■ Task to complete ■
Please say how many lines in the material include the string "StructuredOutputOutcome", and nothing else.

■ Supplied data ■
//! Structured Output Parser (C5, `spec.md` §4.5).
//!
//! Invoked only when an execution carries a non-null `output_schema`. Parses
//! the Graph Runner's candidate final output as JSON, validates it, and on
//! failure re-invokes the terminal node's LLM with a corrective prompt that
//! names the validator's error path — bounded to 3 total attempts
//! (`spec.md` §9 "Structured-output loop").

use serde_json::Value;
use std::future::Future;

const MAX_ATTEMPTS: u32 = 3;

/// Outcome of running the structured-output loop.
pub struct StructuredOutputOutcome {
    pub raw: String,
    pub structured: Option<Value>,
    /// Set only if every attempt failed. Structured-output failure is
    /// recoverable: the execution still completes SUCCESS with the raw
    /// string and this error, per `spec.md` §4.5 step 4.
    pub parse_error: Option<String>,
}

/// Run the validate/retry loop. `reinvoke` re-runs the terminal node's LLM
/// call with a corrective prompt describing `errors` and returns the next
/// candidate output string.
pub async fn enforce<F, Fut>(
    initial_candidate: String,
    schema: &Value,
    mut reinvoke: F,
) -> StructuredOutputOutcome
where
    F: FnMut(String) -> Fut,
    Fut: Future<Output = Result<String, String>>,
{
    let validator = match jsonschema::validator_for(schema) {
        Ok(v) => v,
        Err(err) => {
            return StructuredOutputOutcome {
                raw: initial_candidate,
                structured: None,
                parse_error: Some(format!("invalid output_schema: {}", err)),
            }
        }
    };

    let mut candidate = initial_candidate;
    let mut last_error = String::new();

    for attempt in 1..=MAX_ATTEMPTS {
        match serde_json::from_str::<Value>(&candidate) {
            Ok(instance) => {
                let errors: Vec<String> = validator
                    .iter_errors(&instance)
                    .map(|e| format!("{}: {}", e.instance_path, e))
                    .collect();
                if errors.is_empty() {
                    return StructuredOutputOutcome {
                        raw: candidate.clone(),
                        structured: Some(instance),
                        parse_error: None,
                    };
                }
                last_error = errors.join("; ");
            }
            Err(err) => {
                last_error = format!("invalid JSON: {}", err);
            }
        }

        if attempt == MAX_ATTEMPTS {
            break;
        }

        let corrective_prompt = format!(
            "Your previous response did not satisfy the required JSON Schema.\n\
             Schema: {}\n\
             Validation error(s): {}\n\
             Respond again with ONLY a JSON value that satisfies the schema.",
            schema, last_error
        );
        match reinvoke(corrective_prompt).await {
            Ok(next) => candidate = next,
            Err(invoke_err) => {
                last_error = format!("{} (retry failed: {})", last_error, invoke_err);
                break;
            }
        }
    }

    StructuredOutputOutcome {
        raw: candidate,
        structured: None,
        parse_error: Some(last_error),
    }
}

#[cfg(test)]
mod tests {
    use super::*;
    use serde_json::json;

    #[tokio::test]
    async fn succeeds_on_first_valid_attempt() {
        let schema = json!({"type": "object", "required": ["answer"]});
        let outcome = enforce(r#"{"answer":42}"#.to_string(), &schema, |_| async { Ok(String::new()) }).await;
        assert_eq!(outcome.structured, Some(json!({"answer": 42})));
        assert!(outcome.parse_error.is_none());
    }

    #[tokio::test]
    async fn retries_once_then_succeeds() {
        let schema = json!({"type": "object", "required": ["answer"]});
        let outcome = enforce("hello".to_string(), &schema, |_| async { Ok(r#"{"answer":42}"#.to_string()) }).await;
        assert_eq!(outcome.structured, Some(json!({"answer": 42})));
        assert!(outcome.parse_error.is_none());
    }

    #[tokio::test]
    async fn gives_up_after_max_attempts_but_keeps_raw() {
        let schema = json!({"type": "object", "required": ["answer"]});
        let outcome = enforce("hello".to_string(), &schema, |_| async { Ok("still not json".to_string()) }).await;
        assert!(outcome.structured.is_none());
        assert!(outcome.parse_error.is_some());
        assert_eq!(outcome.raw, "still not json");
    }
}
* * *
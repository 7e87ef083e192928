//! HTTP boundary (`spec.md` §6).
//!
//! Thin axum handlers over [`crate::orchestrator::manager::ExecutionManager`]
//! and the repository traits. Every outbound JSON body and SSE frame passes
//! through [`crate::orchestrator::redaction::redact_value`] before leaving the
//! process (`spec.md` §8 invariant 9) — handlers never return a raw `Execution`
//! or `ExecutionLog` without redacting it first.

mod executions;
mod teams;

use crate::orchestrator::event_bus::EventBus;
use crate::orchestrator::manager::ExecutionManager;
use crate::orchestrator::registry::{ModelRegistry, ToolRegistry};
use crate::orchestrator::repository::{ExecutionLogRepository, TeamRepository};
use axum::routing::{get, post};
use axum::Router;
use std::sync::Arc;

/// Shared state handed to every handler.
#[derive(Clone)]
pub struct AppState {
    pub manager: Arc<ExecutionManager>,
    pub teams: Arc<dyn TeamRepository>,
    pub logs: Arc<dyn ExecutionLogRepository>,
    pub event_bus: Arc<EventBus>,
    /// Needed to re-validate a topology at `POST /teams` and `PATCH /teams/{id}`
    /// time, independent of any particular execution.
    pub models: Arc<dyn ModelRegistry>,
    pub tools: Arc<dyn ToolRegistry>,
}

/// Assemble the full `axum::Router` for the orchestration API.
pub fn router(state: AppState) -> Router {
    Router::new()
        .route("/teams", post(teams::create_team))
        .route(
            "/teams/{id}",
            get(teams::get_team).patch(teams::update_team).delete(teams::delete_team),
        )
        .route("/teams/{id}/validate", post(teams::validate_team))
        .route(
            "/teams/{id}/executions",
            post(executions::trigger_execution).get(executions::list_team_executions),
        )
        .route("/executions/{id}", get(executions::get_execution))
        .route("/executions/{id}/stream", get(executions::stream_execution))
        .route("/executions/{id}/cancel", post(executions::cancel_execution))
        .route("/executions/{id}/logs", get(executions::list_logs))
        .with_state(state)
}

■ Exercise solution ■
5